Please restate verbatim the lines that open the listing below, ending with the line in which "must always answer" occurs.
= = = = =
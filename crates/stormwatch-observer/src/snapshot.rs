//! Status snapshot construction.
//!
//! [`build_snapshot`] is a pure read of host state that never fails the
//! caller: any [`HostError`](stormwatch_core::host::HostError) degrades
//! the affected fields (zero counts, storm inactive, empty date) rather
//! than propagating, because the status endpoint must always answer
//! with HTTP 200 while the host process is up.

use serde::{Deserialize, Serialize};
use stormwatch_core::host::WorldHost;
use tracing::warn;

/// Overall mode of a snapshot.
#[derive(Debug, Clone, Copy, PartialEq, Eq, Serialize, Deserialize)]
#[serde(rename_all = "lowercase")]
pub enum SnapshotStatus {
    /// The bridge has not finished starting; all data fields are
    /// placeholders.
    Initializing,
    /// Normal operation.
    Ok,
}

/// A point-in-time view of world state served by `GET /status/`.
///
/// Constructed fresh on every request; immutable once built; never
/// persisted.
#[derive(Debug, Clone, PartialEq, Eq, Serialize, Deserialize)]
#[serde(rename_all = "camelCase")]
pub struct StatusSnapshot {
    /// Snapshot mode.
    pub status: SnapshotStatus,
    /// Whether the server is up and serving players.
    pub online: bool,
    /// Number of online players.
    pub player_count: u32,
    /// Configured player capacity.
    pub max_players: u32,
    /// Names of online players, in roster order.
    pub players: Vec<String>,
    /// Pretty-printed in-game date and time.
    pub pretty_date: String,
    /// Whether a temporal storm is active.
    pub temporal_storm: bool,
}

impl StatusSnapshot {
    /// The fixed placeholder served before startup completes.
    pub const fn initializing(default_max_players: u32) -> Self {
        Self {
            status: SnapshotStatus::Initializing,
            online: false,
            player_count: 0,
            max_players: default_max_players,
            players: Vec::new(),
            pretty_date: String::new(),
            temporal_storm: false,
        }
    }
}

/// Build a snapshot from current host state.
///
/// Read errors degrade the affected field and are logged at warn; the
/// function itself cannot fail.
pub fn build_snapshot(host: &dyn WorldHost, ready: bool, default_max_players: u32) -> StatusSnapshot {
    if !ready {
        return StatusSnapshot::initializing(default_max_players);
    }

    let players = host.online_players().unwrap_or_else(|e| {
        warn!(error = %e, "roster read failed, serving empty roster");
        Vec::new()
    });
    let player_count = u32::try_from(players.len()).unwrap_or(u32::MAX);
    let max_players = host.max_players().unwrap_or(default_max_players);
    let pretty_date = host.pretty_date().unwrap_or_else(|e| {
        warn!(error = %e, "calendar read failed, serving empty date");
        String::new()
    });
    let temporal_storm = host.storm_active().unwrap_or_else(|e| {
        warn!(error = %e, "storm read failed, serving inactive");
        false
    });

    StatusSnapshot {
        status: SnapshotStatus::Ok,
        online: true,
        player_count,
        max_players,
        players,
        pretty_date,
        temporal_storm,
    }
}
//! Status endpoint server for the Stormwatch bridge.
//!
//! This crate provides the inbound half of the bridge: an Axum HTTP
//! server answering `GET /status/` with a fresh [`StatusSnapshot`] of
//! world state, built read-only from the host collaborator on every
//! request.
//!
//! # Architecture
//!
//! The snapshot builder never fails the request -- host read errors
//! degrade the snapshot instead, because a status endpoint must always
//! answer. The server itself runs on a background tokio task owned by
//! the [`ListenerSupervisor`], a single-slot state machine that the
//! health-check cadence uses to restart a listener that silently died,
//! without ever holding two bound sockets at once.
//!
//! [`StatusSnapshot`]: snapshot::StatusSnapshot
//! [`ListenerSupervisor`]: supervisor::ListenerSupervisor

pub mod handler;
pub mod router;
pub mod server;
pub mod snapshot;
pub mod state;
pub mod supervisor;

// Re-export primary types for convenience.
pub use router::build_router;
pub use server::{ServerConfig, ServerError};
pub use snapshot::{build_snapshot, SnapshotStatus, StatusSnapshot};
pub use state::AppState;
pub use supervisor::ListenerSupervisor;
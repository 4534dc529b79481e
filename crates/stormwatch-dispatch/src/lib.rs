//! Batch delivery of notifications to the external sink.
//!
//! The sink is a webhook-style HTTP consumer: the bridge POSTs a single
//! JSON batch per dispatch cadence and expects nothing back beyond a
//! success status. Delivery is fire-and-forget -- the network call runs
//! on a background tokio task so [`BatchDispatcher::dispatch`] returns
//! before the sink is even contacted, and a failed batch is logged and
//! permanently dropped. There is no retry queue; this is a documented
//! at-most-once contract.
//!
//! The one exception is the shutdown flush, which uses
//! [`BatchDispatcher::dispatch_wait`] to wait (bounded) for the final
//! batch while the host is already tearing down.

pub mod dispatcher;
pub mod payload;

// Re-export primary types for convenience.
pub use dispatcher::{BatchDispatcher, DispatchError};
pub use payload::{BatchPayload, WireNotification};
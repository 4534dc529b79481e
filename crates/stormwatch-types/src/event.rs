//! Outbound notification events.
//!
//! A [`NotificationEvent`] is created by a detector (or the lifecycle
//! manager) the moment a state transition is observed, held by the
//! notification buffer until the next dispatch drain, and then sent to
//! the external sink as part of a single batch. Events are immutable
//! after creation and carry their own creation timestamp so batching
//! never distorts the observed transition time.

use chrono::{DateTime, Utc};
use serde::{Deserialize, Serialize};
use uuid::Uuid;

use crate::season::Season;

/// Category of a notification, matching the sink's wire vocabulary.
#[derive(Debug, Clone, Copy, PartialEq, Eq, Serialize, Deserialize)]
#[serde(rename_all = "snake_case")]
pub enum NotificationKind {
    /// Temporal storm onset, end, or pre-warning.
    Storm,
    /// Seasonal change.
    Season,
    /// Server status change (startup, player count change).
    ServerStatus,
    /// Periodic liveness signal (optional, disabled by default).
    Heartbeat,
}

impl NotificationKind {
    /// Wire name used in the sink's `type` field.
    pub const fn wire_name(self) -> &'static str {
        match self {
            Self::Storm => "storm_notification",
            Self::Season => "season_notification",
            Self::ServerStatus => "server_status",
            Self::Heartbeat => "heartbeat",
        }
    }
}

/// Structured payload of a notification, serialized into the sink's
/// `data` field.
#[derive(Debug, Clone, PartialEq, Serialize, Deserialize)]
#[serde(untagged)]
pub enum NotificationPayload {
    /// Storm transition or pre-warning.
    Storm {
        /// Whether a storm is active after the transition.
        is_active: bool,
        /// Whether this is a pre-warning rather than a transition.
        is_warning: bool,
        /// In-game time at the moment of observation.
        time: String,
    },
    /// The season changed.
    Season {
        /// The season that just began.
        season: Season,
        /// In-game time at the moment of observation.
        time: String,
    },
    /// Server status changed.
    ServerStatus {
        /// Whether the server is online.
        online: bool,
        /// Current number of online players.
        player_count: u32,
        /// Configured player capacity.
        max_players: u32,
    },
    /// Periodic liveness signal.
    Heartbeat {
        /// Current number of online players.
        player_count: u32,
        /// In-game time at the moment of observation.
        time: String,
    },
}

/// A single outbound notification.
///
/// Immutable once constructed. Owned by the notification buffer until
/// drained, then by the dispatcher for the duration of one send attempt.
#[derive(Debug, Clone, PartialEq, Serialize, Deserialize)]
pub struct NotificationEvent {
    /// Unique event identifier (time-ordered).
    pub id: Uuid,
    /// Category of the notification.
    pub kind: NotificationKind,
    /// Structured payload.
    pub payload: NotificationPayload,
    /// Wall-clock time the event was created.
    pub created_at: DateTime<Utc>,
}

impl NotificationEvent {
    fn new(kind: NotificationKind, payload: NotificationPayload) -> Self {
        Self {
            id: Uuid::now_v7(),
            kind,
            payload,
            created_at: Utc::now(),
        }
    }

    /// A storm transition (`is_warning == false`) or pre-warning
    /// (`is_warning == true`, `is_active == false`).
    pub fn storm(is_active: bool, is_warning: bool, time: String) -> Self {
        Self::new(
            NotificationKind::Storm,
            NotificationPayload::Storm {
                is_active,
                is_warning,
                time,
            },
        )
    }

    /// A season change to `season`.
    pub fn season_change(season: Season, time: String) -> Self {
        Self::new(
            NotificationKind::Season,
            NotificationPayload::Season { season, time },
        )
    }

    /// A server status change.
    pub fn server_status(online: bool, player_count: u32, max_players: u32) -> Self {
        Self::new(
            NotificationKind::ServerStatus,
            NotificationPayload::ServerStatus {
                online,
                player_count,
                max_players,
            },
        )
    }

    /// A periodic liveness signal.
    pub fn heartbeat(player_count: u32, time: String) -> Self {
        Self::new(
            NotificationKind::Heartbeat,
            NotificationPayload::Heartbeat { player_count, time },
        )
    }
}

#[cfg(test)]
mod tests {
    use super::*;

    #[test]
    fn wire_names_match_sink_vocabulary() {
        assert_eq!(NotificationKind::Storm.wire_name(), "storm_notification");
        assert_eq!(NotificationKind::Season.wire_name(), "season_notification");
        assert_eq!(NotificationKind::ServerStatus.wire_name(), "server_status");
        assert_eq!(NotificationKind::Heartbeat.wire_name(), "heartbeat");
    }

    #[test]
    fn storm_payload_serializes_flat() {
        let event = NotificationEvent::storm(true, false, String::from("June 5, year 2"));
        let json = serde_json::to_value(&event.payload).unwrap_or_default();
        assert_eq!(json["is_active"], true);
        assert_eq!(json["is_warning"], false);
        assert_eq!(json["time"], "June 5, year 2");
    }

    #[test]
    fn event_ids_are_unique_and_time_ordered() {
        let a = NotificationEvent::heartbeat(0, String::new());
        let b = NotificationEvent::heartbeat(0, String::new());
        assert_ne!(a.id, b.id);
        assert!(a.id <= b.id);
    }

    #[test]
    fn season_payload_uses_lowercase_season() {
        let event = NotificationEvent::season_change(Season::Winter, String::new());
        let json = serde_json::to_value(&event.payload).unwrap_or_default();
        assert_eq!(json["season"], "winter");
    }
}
= = = = =
◆ Expected output ◆
filename crates/stormwatch-observer/src/snapshot.rs
//! Status snapshot construction.
//!
//! [`build_snapshot`] is a pure read of host state that never fails the
//! caller: any [`HostError`](stormwatch_core::host::HostError) degrades
//! the affected fields (zero counts, storm inactive, empty date) rather
//! than propagating, because the status endpoint must always answer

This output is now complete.